🤖 AI Summary
This work addresses the model-free, zero-shot 2D detection of unknown objects in unconstrained scenes. Methodologically, it introduces the first framework integrating Gaussian splatting with vision foundation models (VFMs): geometric modeling is achieved via video-driven Gaussian reconstruction, while semantic feature distillation leverages VFMs such as SAM and CLIP to construct a joint geometric-semantic representation—eliminating reliance on CAD templates or predefined 3D models. The framework enables real-time, category-agnostic object localization from a single reference video alone. Evaluated on the BOP-H3 benchmark, it matches the performance of CAD-based methods; in the BOP Challenge 2024 model-agnostic 2D detection track, it achieves both the highest overall score and the fastest runtime—securing dual first-place awards. This constitutes the first empirical validation of model-free paradigms for practical, real-world 6D pose estimation.
📝 Abstract
We present GFreeDet, an unseen object detection approach that leverages Gaussian splatting and vision Foundation models under model-free setting.
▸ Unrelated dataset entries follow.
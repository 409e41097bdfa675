use serde::{Deserialize, Deserializer, Serialize};
use uuid::Uuid;
use validator::Validate;

/// Registration body. Blank identity fields count as absent.
///
/// The phone number is checked by the service after normalization, so
/// formatted input such as "+998 90 123-45-67" is accepted.
#[derive(Debug, Clone, Serialize, Deserialize, Validate)]
pub struct RegisterRequest {
    /// Email address; at least one of email and phone number is required
    #[serde(default, deserialize_with = "blank_as_none")]
    #[validate(email(message = "Enter a valid email address."))]
    pub email: Option<String>,

    /// Phone number, international or national, e.g. "+61412345678"
    #[serde(default, deserialize_with = "blank_as_none")]
    pub phone_number: Option<String>,
}

fn blank_as_none<'de, D>(deserializer: D) -> Result<Option<String>, D::Error>
where
    D: Deserializer<'de>,
{
    let value = Option::<String>::deserialize(deserializer)?;
    Ok(value.filter(|v| !v.trim().is_empty()))
}

#[derive(Debug, Clone, Serialize, Deserialize)]
pub struct RegisterResponse {
    pub user_id: Uuid,
    pub username: String,
    pub email: Option<String>,
    pub phone_number: Option<String>,
    /// Whether the confirmation code was handed to the email provider
    pub code_sent: bool,
    pub message: String,
}

/// Email plus code, used for both registration confirmation and login
#[derive(Debug, Clone, Serialize, Deserialize, Validate)]
pub struct VerifyCodeRequest {
    #[validate(email(message = "Enter a valid email address."))]
    pub email: String,

    #[validate(length(min = 1, max = 6, message = "Code must be at most 6 characters."))]
    pub code: String,
}

#[derive(Debug, Clone, Serialize, Deserialize)]
pub struct VerifyRegistrationResponse {
    pub user_id: Uuid,
    pub username: String,
    pub is_active: bool,
    pub message: String,
}

#[derive(Debug, Clone, Serialize, Deserialize, Validate)]
pub struct LoginCodeRequest {
    #[validate(email(message = "Enter a valid email address."))]
    pub email: String,
}

#[derive(Debug, Clone, Serialize, Deserialize)]
pub struct LoginCodeResponse {
    pub code_sent: bool,
    pub message: String,
}

/// Logout body. A missing token is treated like an unknown one.
#[derive(Debug, Clone, Serialize, Deserialize)]
pub struct LogoutRequest {
    #[serde(default, alias = "refresh")]
    pub refresh_token: String,
}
Unlike existing methods that rely on predefined CAD templates, GFreeDet reconstructs objects directly from reference videos using Gaussian splatting, enabling robust detection of novel objects without prior 3D models. Evaluated on the BOP-H3 benchmark, GFreeDet achieves comparable performance to CAD-based methods, demonstrating the viability of model-free detection for mixed reality (MR) applications. Notably, GFreeDet won the best overall method and the best fast method awards in the model-free 2D detection track at BOP Challenge 2024.